Treat f = u + iv as a map ℝ² → ℝ². Its Jacobian matrix is [[u_x, u_y], [v_x, v_y]]. Under the CR equations, this becomes [[a, −b], [b, a]] with a = u_x, b = v_x. Such matrices are scaled rotations: a + bi acts on vectors in the plane by scaling by |a + bi| and rotating by arg(a + bi). So at every point where f′(z) ≠ 0, infinitesimal vectors are rotated by a fixed angle and scaled by a fixed factor. Angles between curves at z are preserved — that's exactly conformality.
Why are u and v harmonic?
Differentiate ∂u/∂x = ∂v/∂y with respect to x: u_xx = v_yx.
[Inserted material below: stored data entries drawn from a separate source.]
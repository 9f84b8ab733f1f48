//! # infra-forge-core
//!
//! Shared foundations of the infra-forge compiler:
//! - byte spans, 1-based positions and a line index for converting between them
//! - the `Diagnostic` record every pass reports problems with
//! - the expression engine for the target format's embedded mini-language
//!
//! # Example
//!
//! ```
//! use infra_forge_core::expression::{is_language_expression, parse_language_expression};
//!
//! let text = "[concat('hello ', parameters('name'))]";
//! assert!(is_language_expression(text));
//!
//! let expr = parse_language_expression(text, None).expect("parse failed");
//! assert_eq!(expr.to_string(), "concat('hello ', parameters('name'))");
//! ```

pub mod diagnostic;
pub mod error;
pub mod expression;
pub mod span;

pub use diagnostic::{has_errors, Diagnostic, DiagnosticKind, Severity};
pub use error::{ErrorInfo, ExpressionError, LexicalErrorKind};
pub use span::{LineIndex, Position, Span};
Differentiate ∂u/∂y = −∂v/∂x with respect to y: u_yy = −v_xy. Mixed partials are equal (assuming sufficient smoothness, which holomorphic functions enjoy automatically), so u_xx + u_yy = v_yx − v_xy = 0. Thus Δu = 0; u is harmonic. The argument is symmetric in v: Δv = 0. Both real and imaginary parts of any holomorphic function satisfy Laplace's equation. This is why complex analysis underlies 2D potential theory.
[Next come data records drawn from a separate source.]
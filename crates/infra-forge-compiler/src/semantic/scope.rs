use std::collections::HashMap;

use super::symbol::SymbolId;

/// Index of a scope in its model's scope arena.
#[derive(Debug, Clone, Copy, PartialEq, Eq, PartialOrd, Ord, Hash)]
pub struct ScopeId(pub u32);

impl ScopeId {
    pub(crate) fn index(self) -> usize {
        self.0 as usize
    }
}

#[derive(Debug, Clone, PartialEq, Eq)]
pub enum ScopeKind {
    /// Owns the namespace symbols.
    Global,
    /// Owns the functions of one namespace.
    Namespace(&'static str),
    /// Owns the user's declarations. Innermost.
    File,
}

/// A name-to-symbol mapping. Names are unique within a scope.
#[derive(Debug, Clone)]
pub struct Scope {
    pub kind: ScopeKind,
    pub parent: Option<ScopeId>,
    symbols: Vec<SymbolId>,
    by_name: HashMap<String, SymbolId>,
}

impl Scope {
    pub(crate) fn new(kind: ScopeKind, parent: Option<ScopeId>) -> Self {
        Self {
            kind,
            parent,
            symbols: Vec::new(),
            by_name: HashMap::new(),
        }
    }

    pub fn get(&self, name: &str) -> Option<SymbolId> {
        self.by_name.get(name).copied()
    }

    /// Symbols in insertion order.
    pub fn symbols(&self) -> &[SymbolId] {
        &self.symbols
    }

    /// Registers `name`. On a clash the scope is unchanged and the existing
    /// symbol is returned.
    pub(crate) fn insert(&mut self, name: &str, id: SymbolId) -> Result<(), SymbolId> {
        if let Some(existing) = self.get(name) {
            return Err(existing);
        }
        self.by_name.insert(name.to_string(), id);
        self.symbols.push(id);
        Ok(())
    }
}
What's the difference between real differentiable and complex differentiable?
Real differentiable as a map ℝ² → ℝ² (Fréchet differentiable) means f has a linear approximation L: ℝ² → ℝ² at each point. Any L will do — rotations, shears, reflections, arbitrary 2×2 matrices. Complex differentiable is much more restrictive: the linear approximation must be of the form 'multiply by a fixed complex number' — i.e., a scaled rotation. Generic real-differentiable maps fail Cauchy-Riemann; only the special ones whose derivative matrix is a similarity matrix at every point are holomorphic. f(z) = z̄ is real-differentiable (it's the reflection (x,y) ↦ (x,−y)) but not complex differentiable: u_x = 1, v_y = −1 — CR fails.
How are they used in fluid dynamics?
For 2D incompressible irrotational flow, the velocity field (vₓ, v_y) satisfies ∇·v = 0 (incompressible) and ∇×v = 0 (irrotational). Define a velocity potential φ with v = ∇φ; then Δφ = 0 (from incompressibility). Define a stream function ψ with vₓ = ∂ψ/∂y, v_y = −∂ψ/∂x; then Δψ = 0 (from irrotationality). The pair (φ, ψ) satisfies Cauchy-Riemann, so F(z) = φ + iψ is holomorphic — the complex potential. Streamlines are level sets of ψ, equipotentials are level sets of φ; they meet at right angles by conformality. Joukowski's airfoil maps and Karman-Trefftz transforms construct flow around airfoils by conformal maps.
What is a harmonic conjugate?
Given a harmonic function u on a simply connected domain, a harmonic conjugate v is a function such that f = u + iv is holomorphic; equivalently, v satisfies the CR equations with u. The conjugate is unique up to an additive constant. Construction: integrate ∂v/∂x = −∂u/∂y along x at fixed y, then determine the y-dependence from ∂v/∂y = ∂u/∂x. Existence requires simple connectedness — on a non-simply-connected domain, the conjugate may be multi-valued (this is exactly the obstruction in defining log z on ℂ \ {0}). Every harmonic function locally has a holomorphic completion, but globally only on simply connected domains.